Durante a quarentena, João aproveitou para expandir seu repertório imagético. Convidou alguns fotógrafos para interpretar suas criações de forma completamente livre. “Queria que eles realmente entrassem no meu mundo e pudessem colaborar nessa construção.” Muito do trabalho é feito de forma colaborativa. Ele não acredita no modelo vertical, em que um diretor criativo aponta o caminho e a maneira para que os demais executem. “Gosto de trabalhar de forma horizontal, em que todos possam colaborar e se sentir pertencentes.

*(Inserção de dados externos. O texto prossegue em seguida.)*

use log::info;
use sigma_rs::config::set_default_precision;
use sigma_rs::{Engine, EngineConfig};
use std::time::Instant;

const CHUDNOVSKY: &str = "426880*sqrt(10005) / (sum of ((6k)! * (13591409 + 545140134k)) / \
                          ((3k)! * (k!)^3 * (-262537412640768000)^k) from k=0 to 20)";

fn main() {
    pretty_env_logger::init();

    set_default_precision(1024).expect("Default precision already fixed");
    let engine = Engine::with_config(EngineConfig::default().with_max_series_terms(10_000))
        .expect("Invalid configuration");

    let started = Instant::now();
    match engine.parse_and_evaluate(CHUDNOVSKY) {
        Ok(pi) => {
            info!("Evaluated in {:?}", started.elapsed());
            println!("pi = {}", pi);
        }
        Err(err) => println!("Error: {}", err),
    }

    match engine.parse_and_evaluate("sum of 1/k! from k=0 to infinity") {
        Ok(e) => println!("e  = {}", e),
        Err(err) => println!("Error: {}", err),
    }
}
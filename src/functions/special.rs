use crate::error::EvalError;
use crate::functions::Registry;
use crate::kernel::{self, Number, Precision};
use sigma_macros::native_fn;

pub fn register(registry: &mut Registry) {
    registry.register_function("gamma", gamma);
}

/// Euler's gamma function; `gamma(n) = (n - 1)!` for positive integers.
#[native_fn]
fn gamma(precision: Precision, x: Number) -> Result<Number, EvalError> {
    kernel::gamma(&x, precision)
}

#[cfg(test)]
mod tests {
    use super::*;

    fn precision() -> Precision {
        Precision::new(256)
    }

    #[test]
    fn test_gamma() {
        let p = precision();
        assert_eq!(
            gamma(p, &[Number::from_i64(6, p)]).unwrap(),
            Number::from_i64(120, p)
        );
        let half = Number::from_f64(0.5, p).unwrap();
        let squared = gamma(p, &[half]).unwrap();
        let squared = squared.mul(&squared, p);
        assert!(squared.sub(&kernel::pi(p), p).abs() < p.power_of_two(-240));
    }

    #[test]
    fn test_gamma_rejects_poles() {
        let p = precision();
        assert!(matches!(
            gamma(p, &[Number::from_i64(-2, p)]),
            Err(EvalError::DomainError { .. })
        ));
        assert!(matches!(
            gamma(p, &[]),
            Err(EvalError::ArityMismatch { found: 0, .. })
        ));
    }
}
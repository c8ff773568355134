use crate::error::EvalError;
use crate::functions::Registry;
use crate::kernel::{Number, Precision};
use num_bigint::{BigInt, BigUint};
use num_traits::{One, Signed, Zero};
use sigma_macros::native_fn;

pub fn register(registry: &mut Registry) {
    registry.register_function("gcd", gcd);
    registry.register_function("isPrime", is_prime);
}

fn integer_argument(function: &str, value: &Number) -> Result<BigInt, EvalError> {
    if !value.is_integer() {
        return Err(EvalError::domain(function, "arguments must be integers"));
    }
    value
        .to_bigint()
        .ok_or_else(|| EvalError::domain(function, "arguments must be finite"))
}

#[native_fn]
fn gcd(precision: Precision, a: Number, b: Number) -> Result<Number, EvalError> {
    let mut a = integer_argument("gcd", &a)?.abs();
    let mut b = integer_argument("gcd", &b)?.abs();
    while !b.is_zero() {
        let remainder = &a % &b;
        a = b;
        b = remainder;
    }
    Ok(Number::from_bigint(&a, precision))
}

/// 1 when the argument is a prime, 0 otherwise.
#[native_fn(name = "isPrime")]
fn is_prime(precision: Precision, n: Number) -> Result<Number, EvalError> {
    let n = integer_argument("isPrime", &n)?;
    let prime = match n.to_biguint() {
        Some(n) => miller_rabin(&n),
        None => false,
    };
    Ok(Number::from_i64(prime as i64, precision))
}

/// Deterministic below 3.3 * 10^24 with these witnesses; a strong probable
/// prime test above.
fn miller_rabin(n: &BigUint) -> bool {
    const WITNESSES: [u32; 12] = [2, 3, 5, 7, 11, 13, 17, 19, 23, 29, 31, 37];
    if *n < BigUint::from(2u32) {
        return false;
    }
    for p in WITNESSES {
        if (n % p).is_zero() {
            return *n == BigUint::from(p);
        }
    }

    let one = BigUint::one();
    let n_minus_one = n - &one;
    let r = n_minus_one.trailing_zeros().unwrap_or(0);
    let d = &n_minus_one >> r;

    'witness: for a in WITNESSES {
        let mut x = BigUint::from(a).modpow(&d, n);
        if x == one || x == n_minus_one {
            continue;
        }
        for _ in 1..r {
            x = x.modpow(&BigUint::from(2u32), n);
            if x == n_minus_one {
                continue 'witness;
            }
        }
        return false;
    }
    true
}
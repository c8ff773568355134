use sigma_rs::Engine;
use std::collections::HashMap;

fn main() {
    pretty_env_logger::init();

    let engine = Engine::new();
    let ast = engine
        .parse("principal * (1 + rate/n)^(n*years)")
        .expect("Failed to parse");

    let contexts: Vec<HashMap<String, f64>> = [1.0, 4.0, 12.0, 365.0]
        .iter()
        .map(|n| {
            HashMap::from([
                ("principal".to_string(), 1000.0),
                ("rate".to_string(), 0.05),
                ("n".to_string(), *n),
                ("years".to_string(), 10.0),
            ])
        })
        .collect();

    for (i, result) in engine.evaluate_batch(&ast, &contexts).iter().enumerate() {
        match result {
            Ok(value) => println!("Result {}: {}", i, value.to_decimal_string(20)),
            Err(err) => println!("Result {}: {}", i, err),
        }
    }
}
//! `#[native_fn]` turns a typed Rust function into a registry-compatible
//! native function for `sigma-rs`.
//!
//! ```ignore
//! #[native_fn]
//! fn hypot(precision: Precision, x: Number, y: Number) -> Result<Number, EvalError> { .. }
//! ```
//!
//! expands to `pub fn hypot(precision: Precision, args: &[Number]) -> Result<Number, EvalError>`
//! with the arity check and argument extraction generated. Parameter types
//! may be `Precision` (receives the evaluation precision), `Number` (one
//! argument each) and, last, `Vec<Number>` (all remaining arguments).
//!
//! Options: `name = "isPrime"` sets the name reported in arity errors,
//! `min_args = 2` sets the minimum count when a `Vec<Number>` is present.
//! The generated code refers to `crate::` paths and only works inside the
//! `sigma-rs` crate.

use proc_macro::TokenStream;
use proc_macro2::Span;
use quote::{format_ident, quote};
use syn::{parse_macro_input, FnArg, Ident, ItemFn, LitInt, LitStr, Pat, PatType, Type};

enum Parameter {
    Precision(Ident),
    Scalar(Ident),
    Rest(Ident),
}

fn type_name(ty: &Type) -> Option<String> {
    match ty {
        Type::Path(type_path) => type_path
            .path
            .segments
            .last()
            .map(|segment| segment.ident.to_string()),
        _ => None,
    }
}

fn classify(arg: &FnArg) -> syn::Result<Parameter> {
    let FnArg::Typed(PatType { pat, ty, .. }) = arg else {
        return Err(syn::Error::new_spanned(arg, "native functions cannot take self"));
    };
    let ident = match **pat {
        Pat::Ident(ref ident) => ident.ident.clone(),
        _ => return Err(syn::Error::new_spanned(pat, "unsupported parameter pattern")),
    };
    match type_name(ty).as_deref() {
        Some("Precision") => Ok(Parameter::Precision(ident)),
        Some("Number") => Ok(Parameter::Scalar(ident)),
        Some("Vec") => Ok(Parameter::Rest(ident)),
        _ => Err(syn::Error::new_spanned(
            ty,
            "expected Precision, Number or Vec<Number>",
        )),
    }
}

fn expand(
    name: Option<LitStr>,
    min_args: Option<LitInt>,
    input: ItemFn,
) -> syn::Result<proc_macro2::TokenStream> {
    let attrs = &input.attrs;
    let fn_name = &input.sig.ident;
    let fn_output = &input.sig.output;
    let fn_body = &input.block;
    let reported_name = name.map_or_else(|| fn_name.to_string(), |lit| lit.value());

    let precision_arg = format_ident!("__precision");
    let values_arg = format_ident!("__args");

    let mut extractions = Vec::new();
    let mut scalar_count = 0usize;
    let mut has_rest = false;

    for arg in input.sig.inputs.iter() {
        if has_rest {
            return Err(syn::Error::new_spanned(
                arg,
                "Vec<Number> must be the last parameter",
            ));
        }
        match classify(arg)? {
            Parameter::Precision(ident) => extractions.push(quote! {
                let #ident: crate::kernel::Precision = #precision_arg;
            }),
            Parameter::Scalar(ident) => {
                let position = scalar_count;
                extractions.push(quote! {
                    let #ident: crate::kernel::Number = #values_arg[#position].clone();
                });
                scalar_count += 1;
            }
            Parameter::Rest(ident) => {
                let position = scalar_count;
                extractions.push(quote! {
                    let #ident: Vec<crate::kernel::Number> = #values_arg[#position..].to_vec();
                });
                has_rest = true;
            }
        }
    }

    let arity_check = if has_rest {
        let minimum = match min_args {
            Some(lit) => lit.base10_parse::<usize>()?,
            None => scalar_count + 1,
        };
        if minimum < scalar_count {
            return Err(syn::Error::new(
                Span::call_site(),
                "min_args cannot be below the number of Number parameters",
            ));
        }
        quote! {
            if #values_arg.len() < #minimum {
                return Err(crate::error::EvalError::ArityMismatch {
                    function: #reported_name.to_string(),
                    expected: crate::error::Arity::AtLeast(#minimum),
                    found: #values_arg.len(),
                });
            }
        }
    } else {
        if let Some(lit) = min_args {
            return Err(syn::Error::new_spanned(
                lit,
                "min_args requires a trailing Vec<Number> parameter",
            ));
        }
        quote! {
            if #values_arg.len() != #scalar_count {
                return Err(crate::error::EvalError::ArityMismatch {
                    function: #reported_name.to_string(),
                    expected: crate::error::Arity::Exact(#scalar_count),
                    found: #values_arg.len(),
                });
            }
        }
    };

    Ok(quote! {
        #(#attrs)*
        pub fn #fn_name(
            #precision_arg: crate::kernel::Precision,
            #values_arg: &[crate::kernel::Number],
        ) #fn_output {
            #arity_check

            #(#extractions)*

            #fn_body
        }
    })
}

#[proc_macro_attribute]
pub fn native_fn(attr: TokenStream, item: TokenStream) -> TokenStream {
    let mut name: Option<LitStr> = None;
    let mut min_args: Option<LitInt> = None;
    let attr_parser = syn::meta::parser(|meta| {
        if meta.path.is_ident("name") {
            name = Some(meta.value()?.parse()?);
            Ok(())
        } else if meta.path.is_ident("min_args") {
            min_args = Some(meta.value()?.parse()?);
            Ok(())
        } else {
            Err(meta.error("unsupported native_fn option"))
        }
    });
    parse_macro_input!(attr with attr_parser);
    let input = parse_macro_input!(item as ItemFn);

    expand(name, min_args, input)
        .unwrap_or_else(syn::Error::into_compile_error)
        .into()
}
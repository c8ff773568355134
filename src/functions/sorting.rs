use crate::error::EvalError;
use crate::functions::statistics::sorted;
use crate::functions::Registry;
use crate::kernel::{Number, Precision};
use sigma_macros::native_fn;
use std::cmp::Ordering;

pub fn register(registry: &mut Registry) {
    registry.register_action("sort", sort);
    registry.register_function("binarySearch", binary_search);
}

/// Ascending order. Returns every argument, so it is only callable as an
/// action.
pub fn sort(_precision: Precision, args: &[Number]) -> Result<Vec<Number>, EvalError> {
    Ok(sorted(args.to_vec()))
}

/// Index of the last argument within the preceding, ascending arguments, or
/// -1 when absent.
#[native_fn(name = "binarySearch", min_args = 2)]
fn binary_search(precision: Precision, args: Vec<Number>) -> Result<Number, EvalError> {
    let (target, haystack) = match args.split_last() {
        Some(split) => split,
        None => return Ok(Number::from_i64(-1, precision)),
    };

    let mut low = 0usize;
    let mut high = haystack.len();
    while low < high {
        let mid = low + (high - low) / 2;
        match haystack[mid].partial_cmp(target) {
            Some(Ordering::Equal) => return Ok(Number::from_u64(mid as u64, precision)),
            Some(Ordering::Less) => low = mid + 1,
            _ => high = mid,
        }
    }
    Ok(Number::from_i64(-1, precision))
}
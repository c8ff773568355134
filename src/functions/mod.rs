pub mod elementary;
pub mod number_theory;
pub mod registry;
pub mod series;
pub mod sorting;
pub mod special;
pub mod statistics;

pub use registry::{MultiFunction, NativeFunction, Registry, ScalarFunction};

pub fn register_functions(registry: &mut Registry) {
    elementary::register(registry);
    statistics::register(registry);
    number_theory::register(registry);
    sorting::register(registry);
    series::register(registry);
    special::register(registry);
}
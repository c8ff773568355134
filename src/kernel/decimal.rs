//! Conversions between [`Number`] and integers, `f64` and decimal text.
//!
//! All of them read the raw mantissa words: a finite non-zero value equals
//! `mantissa * 2^(exponent - width)` where `width` is the mantissa size in bits.

use super::{Number, Precision};
use crate::error::EvalError;
use num_bigint::{BigInt, BigUint, Sign};
use num_traits::{One, ToPrimitive, Zero};
use std::f64::consts::LOG10_2;

struct RawParts {
    mantissa: BigUint,
    width: i64,
    exponent: i64,
    negative: bool,
}

impl RawParts {
    /// Power of two applied to the mantissa integer.
    fn shift(&self) -> i64 {
        self.exponent - self.width
    }
}

impl Number {
    fn raw_parts(&self) -> Option<RawParts> {
        if self.is_zero() || !self.is_finite() {
            return None;
        }
        let (words, _, sign, exponent, _) = self.as_big_float().as_raw_parts()?;
        let bytes: Vec<u8> = words.iter().flat_map(|w| w.to_le_bytes()).collect();
        Some(RawParts {
            mantissa: BigUint::from_bytes_le(&bytes),
            width: bytes.len() as i64 * 8,
            exponent: exponent as i64,
            negative: sign.is_negative(),
        })
    }

    pub fn is_integer(&self) -> bool {
        if self.is_zero() {
            return true;
        }
        let Some(raw) = self.raw_parts() else {
            return false;
        };
        let fraction_bits = -raw.shift();
        if fraction_bits <= 0 {
            return true;
        }
        if raw.exponent <= 0 {
            return false;
        }
        raw.mantissa
            .trailing_zeros()
            .map_or(true, |zeros| zeros >= fraction_bits as u64)
    }

    /// Integer part, truncated toward zero. `None` for NaN and infinities.
    pub fn to_bigint(&self) -> Option<BigInt> {
        if self.is_zero() {
            return Some(BigInt::zero());
        }
        let raw = self.raw_parts()?;
        let shift = raw.shift();
        let magnitude = if shift >= 0 {
            raw.mantissa << (shift as u64)
        } else {
            raw.mantissa >> ((-shift) as u64)
        };
        let sign = if raw.negative { Sign::Minus } else { Sign::Plus };
        Some(BigInt::from_biguint(sign, magnitude))
    }

    pub fn to_i64(&self) -> Option<i64> {
        self.to_bigint()?.to_i64()
    }

    pub fn to_u64(&self) -> Option<u64> {
        self.to_bigint()?.to_u64()
    }

    /// Converts an integer, rounding it to `precision` if it does not fit.
    pub fn from_bigint(value: &BigInt, precision: Precision) -> Number {
        let radix = precision.power_of_two(64);
        let (sign, digits) = value.to_u64_digits();
        let magnitude = digits.iter().rev().fold(Number::zero(precision), |acc, digit| {
            acc.mul(&radix, precision)
                .add(&Number::from_u64(*digit, precision), precision)
        });
        if sign == Sign::Minus {
            magnitude.neg()
        } else {
            magnitude
        }
    }

    /// Converts a plain decimal literal such as `"12"`, `"0.125"` or `".5"`.
    pub fn from_decimal(literal: &str, precision: Precision) -> Result<Number, EvalError> {
        let invalid = || EvalError::InvalidNumber(literal.to_string());
        let (integer, fraction) = literal.split_once('.').unwrap_or((literal, ""));
        let digits = format!("{}{}", integer, fraction);
        if digits.is_empty() || !digits.chars().all(|c| c.is_ascii_digit()) {
            return Err(invalid());
        }
        let mantissa: BigInt = digits.parse().map_err(|_| invalid())?;

        let work = precision.with_guard(64);
        let value = Number::from_bigint(&mantissa, work);
        if fraction.is_empty() {
            return Ok(value.normalize(precision));
        }
        let scale = BigInt::from(10u32).pow(fraction.len() as u32);
        let divisor = Number::from_bigint(&scale, work);
        Ok(value.quotient(&divisor, work).normalize(precision))
    }

    /// Drops the fractional part.
    pub fn trunc(&self, precision: Precision) -> Number {
        match self.to_bigint() {
            Some(integer) => Number::from_bigint(&integer, precision),
            None => self.clone(),
        }
    }

    /// Nearest `f64`, truncating mantissa bits beyond the 64 most significant.
    pub fn to_f64(&self) -> f64 {
        if self.is_zero() {
            return 0.0;
        }
        if self.as_big_float().is_nan() {
            return f64::NAN;
        }
        if self.as_big_float().is_inf() {
            return if self.is_negative() {
                f64::NEG_INFINITY
            } else {
                f64::INFINITY
            };
        }
        let Some(raw) = self.raw_parts() else {
            return f64::NAN;
        };
        let top = (&raw.mantissa >> ((raw.width - 64).max(0) as u64))
            .to_u64()
            .unwrap_or(u64::MAX);
        let scale = (raw.exponent - 64).clamp(i32::MIN as i64, i32::MAX as i64) as i32;
        let magnitude = top as f64 * 2f64.powi(scale);
        if raw.negative {
            -magnitude
        } else {
            magnitude
        }
    }

    /// Positional decimal rendering with at most `significant` significant
    /// digits, rounded half up, trailing zeros removed. Never uses exponent
    /// notation.
    pub fn to_decimal_string(&self, significant: usize) -> String {
        if self.as_big_float().is_nan() {
            return "NaN".to_string();
        }
        if self.as_big_float().is_inf() {
            return if self.is_negative() { "-inf" } else { "inf" }.to_string();
        }
        let Some(raw) = self.raw_parts() else {
            return "0".to_string();
        };

        let integer_digits = (raw.exponent as f64 * LOG10_2).ceil() as i64;
        let fraction_digits = (significant as i64 - integer_digits).max(0) as u32;
        let scaled = &raw.mantissa * BigUint::from(10u32).pow(fraction_digits);
        let shift = raw.shift();
        let digits = if shift >= 0 {
            scaled << (shift as u64)
        } else {
            let k = (-shift) as u64;
            let half = BigUint::one() << (k - 1);
            (scaled + half) >> k
        };

        let digits = digits.to_string();
        let fraction_digits = fraction_digits as usize;
        let (integer, fraction) = if digits.len() > fraction_digits {
            let split = digits.len() - fraction_digits;
            (digits[..split].to_string(), digits[split..].to_string())
        } else {
            (
                "0".to_string(),
                format!("{}{}", "0".repeat(fraction_digits - digits.len()), digits),
            )
        };

        let fraction = fraction.trim_end_matches('0');
        let body = if fraction.is_empty() {
            integer
        } else {
            format!("{}.{}", integer, fraction)
        };
        if raw.negative && body != "0" {
            format!("-{}", body)
        } else {
            body
        }
    }
}
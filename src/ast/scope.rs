use crate::kernel::Number;
use std::collections::HashMap;

/// Variable bindings visible to one evaluation.
///
/// A scope belongs to a single top-level call; summations bind their loop
/// variable here and restore the previous binding before they return.
#[derive(Debug, Clone, Default)]
pub struct Scope {
    bindings: HashMap<String, Number>,
}

impl Scope {
    pub fn new() -> Self {
        Self::default()
    }

    pub fn get(&self, name: &str) -> Option<&Number> {
        self.bindings.get(name)
    }

    /// Binds `name`, returning the value it shadowed.
    pub fn set(&mut self, name: impl Into<String>, value: Number) -> Option<Number> {
        self.bindings.insert(name.into(), value)
    }

    /// Puts back what [`Scope::set`] returned.
    pub fn restore(&mut self, name: &str, previous: Option<Number>) {
        match previous {
            Some(value) => {
                self.bindings.insert(name.to_string(), value);
            }
            None => {
                self.bindings.remove(name);
            }
        }
    }

    pub fn contains(&self, name: &str) -> bool {
        self.bindings.contains_key(name)
    }

    pub fn len(&self) -> usize {
        self.bindings.len()
    }

    pub fn is_empty(&self) -> bool {
        self.bindings.is_empty()
    }
}
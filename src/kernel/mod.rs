//! Arbitrary-precision numeric kernel.
//!
//! [`Number`] wraps an `astro_float::BigFloat`; only the primitive operations
//! are delegated to it. Powers, exponentials, logarithms and trigonometric
//! functions are series expansions built on top of those primitives in the
//! submodules.

mod decimal;
mod exponential;
mod gamma;
mod power;
mod trigonometric;

pub use exponential::{euler, exp, ln};
pub use gamma::gamma;
pub use power::{factorial, power, powi};
pub use trigonometric::{acos, asin, atan, cos, pi, sin, tan};

use crate::error::EvalError;
use astro_float::{BigFloat, RoundingMode};
use log::warn;
use std::f64::consts::LOG10_2;
use std::fmt;

/// Significand width and rounding mode shared by every kernel operation.
#[derive(Debug, Clone, Copy)]
pub struct Precision {
    bits: usize,
    rounding: RoundingMode,
}

impl Precision {
    pub fn new(bits: usize) -> Self {
        Self {
            bits,
            rounding: RoundingMode::ToEven,
        }
    }

    pub fn bits(&self) -> usize {
        self.bits
    }

    pub fn rounding(&self) -> RoundingMode {
        self.rounding
    }

    /// Same rounding, `extra` more significand bits.
    pub fn with_guard(&self, extra: usize) -> Self {
        Self {
            bits: self.bits + extra,
            rounding: self.rounding,
        }
    }

    /// Number of decimal digits this precision can represent reliably.
    pub fn decimal_digits(&self) -> usize {
        ((self.bits as f64 * LOG10_2).floor() as usize)
            .saturating_sub(1)
            .max(1)
    }

    /// Exact `2^exponent`.
    pub fn power_of_two(&self, exponent: i64) -> Number {
        power::pow2(exponent, *self)
    }

    /// `2^-bits`, the convergence threshold of every kernel series.
    pub fn epsilon(&self) -> Number {
        self.power_of_two(-(self.bits as i64))
    }
}

/// An arbitrary-precision binary floating-point value.
#[derive(Debug, Clone, PartialEq, PartialOrd)]
pub struct Number(BigFloat);

impl Number {
    pub fn zero(precision: Precision) -> Self {
        Self::from_i64(0, precision)
    }

    pub fn one(precision: Precision) -> Self {
        Self::from_i64(1, precision)
    }

    pub fn from_i64(value: i64, precision: Precision) -> Self {
        Number(BigFloat::from_i64(value, precision.bits))
    }

    pub fn from_u64(value: u64, precision: Precision) -> Self {
        Number(BigFloat::from_u64(value, precision.bits))
    }

    /// Exact binary value of `value`; `None` for NaN and infinities.
    pub fn from_f64(value: f64, precision: Precision) -> Option<Self> {
        value
            .is_finite()
            .then(|| Number(BigFloat::from_f64(value, precision.bits)))
    }

    pub fn as_big_float(&self) -> &BigFloat {
        &self.0
    }

    /// Significand bits this value carries, `None` for NaN and infinities.
    pub fn precision(&self) -> Option<usize> {
        self.0.precision()
    }

    pub fn is_zero(&self) -> bool {
        self.0.is_zero()
    }

    pub fn is_negative(&self) -> bool {
        !self.is_zero() && self.0.is_negative()
    }

    pub fn is_finite(&self) -> bool {
        !self.0.is_nan() && !self.0.is_inf()
    }

    /// `e` such that `2^(e-1) <= |self| < 2^e`; `None` for zero.
    pub fn binary_exponent(&self) -> Option<i64> {
        if self.is_zero() {
            return None;
        }
        self.0.exponent().map(i64::from)
    }

    pub fn add(&self, other: &Number, precision: Precision) -> Number {
        Number(self.0.add(&other.0, precision.bits, precision.rounding))
    }

    pub fn sub(&self, other: &Number, precision: Precision) -> Number {
        Number(self.0.sub(&other.0, precision.bits, precision.rounding))
    }

    pub fn mul(&self, other: &Number, precision: Precision) -> Number {
        Number(self.0.mul(&other.0, precision.bits, precision.rounding))
    }

    pub fn div(&self, other: &Number, precision: Precision) -> Result<Number, EvalError> {
        if other.is_zero() {
            return Err(EvalError::DivisionByZero);
        }
        Ok(self.quotient(other, precision))
    }

    /// Division by a divisor the caller knows to be non-zero.
    pub(crate) fn quotient(&self, other: &Number, precision: Precision) -> Number {
        Number(self.0.div(&other.0, precision.bits, precision.rounding))
    }

    pub fn neg(&self) -> Number {
        Number(self.0.neg())
    }

    pub fn abs(&self) -> Number {
        Number(self.0.abs())
    }

    pub fn sqrt(&self, precision: Precision) -> Result<Number, EvalError> {
        if self.is_negative() {
            return Err(EvalError::domain("sqrt", "argument must not be negative"));
        }
        if self.is_zero() {
            return Ok(Number::zero(precision));
        }
        Ok(Number(self.0.sqrt(precision.bits, precision.rounding)))
    }

    /// Rounds to `precision`.
    ///
    /// Resizing the mantissa fails only when it cannot be allocated; the
    /// value is then returned at its current, wider precision, which still
    /// holds the same number.
    pub fn normalize(&self, precision: Precision) -> Number {
        let mut value = self.0.clone();
        match value.set_precision(precision.bits, precision.rounding) {
            Ok(()) => Number(value),
            Err(err) => {
                warn!(
                    "Keeping {:?} bits, rounding to {} failed: {:?}",
                    self.precision(),
                    precision.bits,
                    err
                );
                self.clone()
            }
        }
    }
}

impl From<BigFloat> for Number {
    fn from(value: BigFloat) -> Self {
        Number(value)
    }
}

impl fmt::Display for Number {
    fn fmt(&self, f: &mut fmt::Formatter<'_>) -> fmt::Result {
        let bits = self.precision().unwrap_or(crate::config::MIN_PRECISION);
        let precision = Precision::new(bits);
        write!(f, "{}", self.to_decimal_string(precision.decimal_digits()))
    }
}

Acho muito mais enriquecedor.”
Para sua segunda coleção, com lançamento previsto para meados de outubro, João chamou seus funcionários para uma reunião no Zoom e pediu para que cada um desenhasse algo que lhes fosse importante. Cada ilustração, então, virou um bordado, também realizado pelas bordadeiras de Itabira. Além dessa comunidade, o estilista conta agora com um grupo de artesãos mais velhos de sua cidade natal, focados em tricô, crochê e macramê. “Minha ideia não é trabalhar com 100 comunidades, mas ter entre cinco e dez para manter uma prática constante”, explica ele.
O resultado é uma coleção mais ampla, bastante política e comunicativa. Leonilson continua como a principal fonte de inspiraç˜ão. “A gente passa um tempo tão grande em pesquisa que é injusto deixar o material morrer em seis meses”, argumenta. Do ponto de vista prático, a oferta de produtos é maior e mais abrangente e vai desde roupas e biquínis de palha até alfaiataria. Tudo à venda no e-commerce da marca, a partir da data de lançamento.